De tal modo, la defensa del multilateralismo resonó justo en la jornada en la que Donald Trump y Xi Jinping chocaron como nunca, escenificando casi una segunda guerra fría en su pelea por la hegemonía. Además, el repudio a las sanciones económicas no hizo mención concreta de victimarios –Estados Unidos– ni de víctimas –Cuba, Venezuela… ¿Irán?–. Por último, en materia de cambio climático, defendió la aplicación del Acuerdo de París y diferenció a la Argentina del Brasil negacionista de Jair Bolsonaro, sin llegar a hacer explícito ese gesto. Mejor así: el capitán, barrilete cósmico, sigue dando explicaciones sobre la sarta de frases sin sustento que soltó como una lágrima en la apertura de la Asamblea.
La cuestión de Malvinas, Georgias, Sandwich del Sur y el mar circundante, en cambio, sí resonó con la contundencia esperada, sobre todo en lo que respecta al repaso puntilloso del modo en que el Reino Unido, la potencia ocupante, desconoce las resoluciones que instan a descolonizar las islas, a dejar de depredar sus recursos naturales y a ponerle fin a la militarización de una zona de paz.
De modo subyacente a esos grandes principios, el Presidente desplegó una segunda línea argumental determinada por el modo en que siente el peronismo, la guía de su acción de gobierno: la justicia social, la adhesión “a la prédica y el ejemplo” del papa Francisco y la promoción de las políticas de género. Sí, Vaticano y género… peronismo, no lo entenderías.
La autocongratulación por la exitosa renegociación de la deuda con tenedores privados está estrechamente vinculada a ese rasgo, lo mismo que las advertencias –tenues– sobre las limitaciones de carácter social y económico que deberían regir el proceso que se abre con el Fondo Monetario Internacional (FMI).
En la misma línea, una innovación de su discurso fue la referencia al hecho de que, debido a la pandemia, han entrado en crisis “las clásicas métricas para determinar el acceso a los recursos para el desarrollo”, como el ingreso per capita de los países.
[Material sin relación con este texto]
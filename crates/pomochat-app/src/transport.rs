//! Transport abstraction for the runtime.
//!
//! The [`Transport`] trait decouples the [`crate::Runtime`] from a concrete
//! socket implementation. Production uses a WebSocket adapter, simulation an
//! in-process hub; the runtime drives both the same way.
//!
//! A transport reports what happens on a connection through an [`EventSink`].
//! The sink stamps every notification with the generation the connection was
//! opened under, so the session can tell a live connection from an abandoned
//! one.

use pomochat_core::{Generation, TransportEvent};
use thiserror::Error;
use tokio::sync::mpsc;
use url::Url;

/// Channel carrying generation-tagged transport notifications.
pub type EventTx = mpsc::UnboundedSender<(Generation, TransportEvent)>;

/// Errors from writing to a [`Link`].
#[derive(Debug, Error, Clone, PartialEq, Eq)]
pub enum LinkError {
    /// The connection has not opened yet.
    #[error("transport is not open")]
    NotOpen,

    /// The connection is gone.
    #[error("transport closed")]
    Closed,

    /// The write was rejected.
    #[error("transport write failed: {0}")]
    Write(String),
}

/// Reporting handle given to a transport when it opens a connection.
///
/// Sends are fire-and-forget. A `false` return means the runtime has stopped
/// and the connection should wind down.
#[derive(Debug, Clone)]
pub struct EventSink {
    generation: Generation,
    tx: EventTx,
}

impl EventSink {
    /// Create a sink tagging events with `generation`.
    pub fn new(generation: Generation, tx: EventTx) -> Self {
        Self { generation, tx }
    }

    /// Generation this sink reports for.
    pub fn generation(&self) -> Generation {
        self.generation
    }

    /// Report the connection as open.
    pub fn opened(&self) -> bool {
        self.emit(TransportEvent::Opened)
    }

    /// Report an inbound text payload.
    pub fn received(&self, payload: impl Into<String>) -> bool {
        self.emit(TransportEvent::Received(payload.into()))
    }

    /// Report the connection as closed.
    pub fn closed(&self, code: Option<u16>, reason: impl Into<String>) -> bool {
        self.emit(TransportEvent::Closed { code, reason: reason.into() })
    }

    /// Report a transport error.
    pub fn error(&self, message: impl Into<String>) -> bool {
        self.emit(TransportEvent::Error { message: message.into() })
    }

    /// Report an arbitrary event.
    pub fn emit(&self, event: TransportEvent) -> bool {
        self.tx.send((self.generation, event)).is_ok()
    }
}

/// One connection opened by a [`Transport`].
///
/// Dropping a link releases it without a close handshake.
pub trait Link: Send + 'static {
    /// Queue a text payload for the peer.
    ///
    /// # Errors
    ///
    /// - `LinkError::NotOpen` if the connection has not opened
    /// - `LinkError::Closed` if the connection is gone
    fn send(&mut self, payload: String) -> Result<(), LinkError>;

    /// Close the connection with a WebSocket close code and reason.
    ///
    /// If the connection is still opening, it is closed as soon as it opens.
    /// Closing twice is a no-op.
    fn close(&mut self, code: u16, reason: &str);
}

/// Opens connections for the runtime.
pub trait Transport: Send + 'static {
    /// Connection type produced by [`Transport::open`].
    type Link: Link;

    /// Start opening a connection to `url`.
    ///
    /// Returns immediately. The outcome (`Opened`, `Error`, `Closed`) and all
    /// later activity are reported through `sink`.
    fn open(&mut self, url: &Url, sink: EventSink) -> Self::Link;
}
Estos, dijo, “ya no dan cuenta de las desigualdades y realidades diversas que existen dentro de un mismo país”. Así, dado que “más el 60% de los pobres vive en países de renta media”, pareció colocar a la Argentina en la lista de los aspirantes a ayuda internacional.
Hubo también, en las palabras de Fernández, elementos con resonancias locales considerables.
Uno de ellos se vinculó con la decisión inicial de su gobierno de priorizar “la salvaguarda de la vida y el cuidado de los más vulnerables (…) con una serie de medidas de emergencia que permitieron evitar el colapso del sistema de salud y mitigar las consecuencias inmediatas de la pandemia”. Los números de contagios y muertes de los días recientes, con todo, demandarían algo más que una exposición de historia precolombina.
En la misma línea cabe ubicar su alusión al “alivio a las familias y a las empresas mediante múltiples medidas, con un Estado presente y activo”. El argumento no fue falso, pero el autoelogio contrastó con el eco del anuncio, realizado poco antes, de que el producto bruto interno (PBI) se derrumbó 19,1% interanual en el segundo trimestre.
Otro elemento que llamó la atención por su resonancia local fue la (nueva) apelación a que Irán “coopere con las autoridades judiciales argentinas para avanzar en la investigación” del atentado contra la AMIA. La mención pareció casi de rigor e incluyó el pedido “a la comunidad internacional” para que cumplimente la aplicación de “las solicitudes contenidas en las cédulas rojas” de Interpol “ante la eventual presencia de imputados en sus territorios, algo que la Argentina jamás dejó de reclamar”. Como esa cooperación no está en duda, lo significativo fue el remate de la sentencia: una nueva vuelta de tuerca para desestimar la vieja denuncia de Alberto Nisman –y todo el jugo político que algunos le sacaron durante años– y para eliminar cualquier sombra de duda sobre el accionar de Cristina Kirchner en la cuestión.